Rebbe Nachman says we can always start over, so let’s start over with Azamra.
There are many positive responses to learning Azamra, Rebbe Nachman’s foundational and lifechanging lesson 282 in Likutey Moharan. Most of them are positive. But I’ve noticed two responses that stymie growth at the outset:
Azamra Response Type One: Mud-colored Glasses
I don’t have a problem forgiving myself and overlooking my own faults, but I find it way too easy to see everything wrong with everyone else, including even my good friends. Their clothes, their hair or head coverings, their shoes, their personalities, their weight, their children, the way they raise their children, the things they do, the things they say, the things they believe…
I immediately think the worst of others, and always jump to conclusions. I know I’m supposed to give the benefit of the doubt, but if I’m being really honest, I just can’t seem to. My critical voice clicks on and…
I can’t say I’ve ever had a really good honest thought about anyone else—I always seem to see or remember the bad stuff they do. And if someone does something that seems good, I pick it apart until I find what’s wrong with it (even when it’s my daughter, my sister, my husband…)

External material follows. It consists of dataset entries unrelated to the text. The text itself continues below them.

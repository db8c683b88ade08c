//! Parameter declarations

use super::Node;
use super::common::Common;
use super::enums::*;
use crate::schema::builder::*;
use crate::schema::{OneOfBuilder, Registry, StructBuilder};

pub(crate) fn build(reg: &mut Registry, common: &Common) -> Node {
    let value_when_unset_option = enumeration(VALUE_WHEN_UNSET);
    let parameter_value_type = enumeration(PARAMETER_VALUE_TYPE);

    let dynamic_value = StructBuilder::new("DynamicDefaultValue")
        .required("default_value_column", &common.column)
        .optional("group_name_column", &common.column)
        .optional("user_name_column", &common.column)
        .register(reg);
    let mapped = StructBuilder::new("MappedDataSetParameter")
        .required("data_set_identifier", &common.data_set_identifier)
        .required("data_set_parameter_name", &common.parameter_name)
        .register(reg);

    let date_time = StructBuilder::new("DateTimeParameterDeclaration")
        .required("name", &common.parameter_name)
        .optional(
            "default_values",
            &StructBuilder::new("DateTimeDefaultValues")
                .optional("dynamic_value", &dynamic_value)
                .optional("rolling_date", &common.rolling_date)
                .list("static_values", &common.timestamp, 0, 50_000)
                .register(reg),
        )
        .list("mapped_data_set_parameters", &mapped, 0, 150)
        .optional("time_granularity", &common.time_granularity)
        .optional(
            "value_when_unset",
            &StructBuilder::new("DateTimeValueWhenUnsetConfiguration")
                .optional("custom_value", &common.timestamp)
                .optional("value_when_unset_option", &value_when_unset_option)
                .register(reg),
        )
        .register(reg);

    let decimal = StructBuilder::new("DecimalParameterDeclaration")
        .required("name", &common.parameter_name)
        .required("parameter_value_type", &parameter_value_type)
        .optional(
            "default_values",
            &StructBuilder::new("DecimalDefaultValues")
                .optional("dynamic_value", &dynamic_value)
                .list("static_values", &common.float, 0, 50_000)
                .register(reg),
        )
        .list("mapped_data_set_parameters", &mapped, 0, 150)
        .optional(
            "value_when_unset",
            &StructBuilder::new("DecimalValueWhenUnsetConfiguration")
                .optional("custom_value", &common.float)
                .optional("value_when_unset_option", &value_when_unset_option)
                .register(reg),
        )
        .register(reg);

    let integer = StructBuilder::new("IntegerParameterDeclaration")
        .required("name", &common.parameter_name)
        .required("parameter_value_type", &parameter_value_type)
        .optional(
            "default_values",
            &StructBuilder::new("IntegerDefaultValues")
                .optional("dynamic_value", &dynamic_value)
                .list("static_values", &common.integer, 0, 50_000)
                .register(reg),
        )
        .list("mapped_data_set_parameters", &mapped, 0, 150)
        .optional(
            "value_when_unset",
            &StructBuilder::new("IntegerValueWhenUnsetConfiguration")
                .optional("custom_value", &common.integer)
                .optional("value_when_unset_option", &value_when_unset_option)
                .register(reg),
        )
        .register(reg);

    let string_declaration = StructBuilder::new("StringParameterDeclaration")
        .required("name", &common.parameter_name)
        .required("parameter_value_type", &parameter_value_type)
        .optional(
            "default_values",
            &StructBuilder::new("StringDefaultValues")
                .optional("dynamic_value", &dynamic_value)
                .list("static_values", &string(), 0, 50_000)
                .register(reg),
        )
        .list("mapped_data_set_parameters", &mapped, 0, 150)
        .optional(
            "value_when_unset",
            &StructBuilder::new("StringValueWhenUnsetConfiguration")
                .optional("custom_value", &string())
                .optional("value_when_unset_option", &value_when_unset_option)
                .register(reg),
        )
        .register(reg);

    OneOfBuilder::new("ParameterDeclaration")
        .variant("date_time_parameter_declaration", &date_time)
        .variant("decimal_parameter_declaration", &decimal)
        .variant("integer_parameter_declaration", &integer)
        .variant("string_parameter_declaration", &string_declaration)
        .register(reg)
}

I only see the good in others when I am getting my way or they are doing something for me. The minute someone doesn’t do what I like, I can’t seem to remember anything good about them. My husband can put his clothes in the hamper 364 days a year, but I only seem to remember the one day he forgets. My Shabbat guest can help me serve, and the one time she doesn’t, I feel resentful.
If someone from my community, especially my immediate circle, makes an error, I can be forgiving (I might have to force myself but I can do it.) But if anyone from another group does something bad, I feel they should be punished heavily for it. (Or vice versa.) I’ll even bad mouth them and convince myself it’s not lashon hara.
Azamra Response Type Two: The Broken Mirror
I can’t bear to look at myself in the mirror.
I judge myself very harshly because I see what’s lacking.
I know how truly bad/petty/mean/empty/unloving/unlovable I am inside.
If I do something good, I know my real motivations aren’t so great and I’m doing it to get something (respect, praise, koved–honor, a reputation for being saintly or a martyr or more talented than others, and so on).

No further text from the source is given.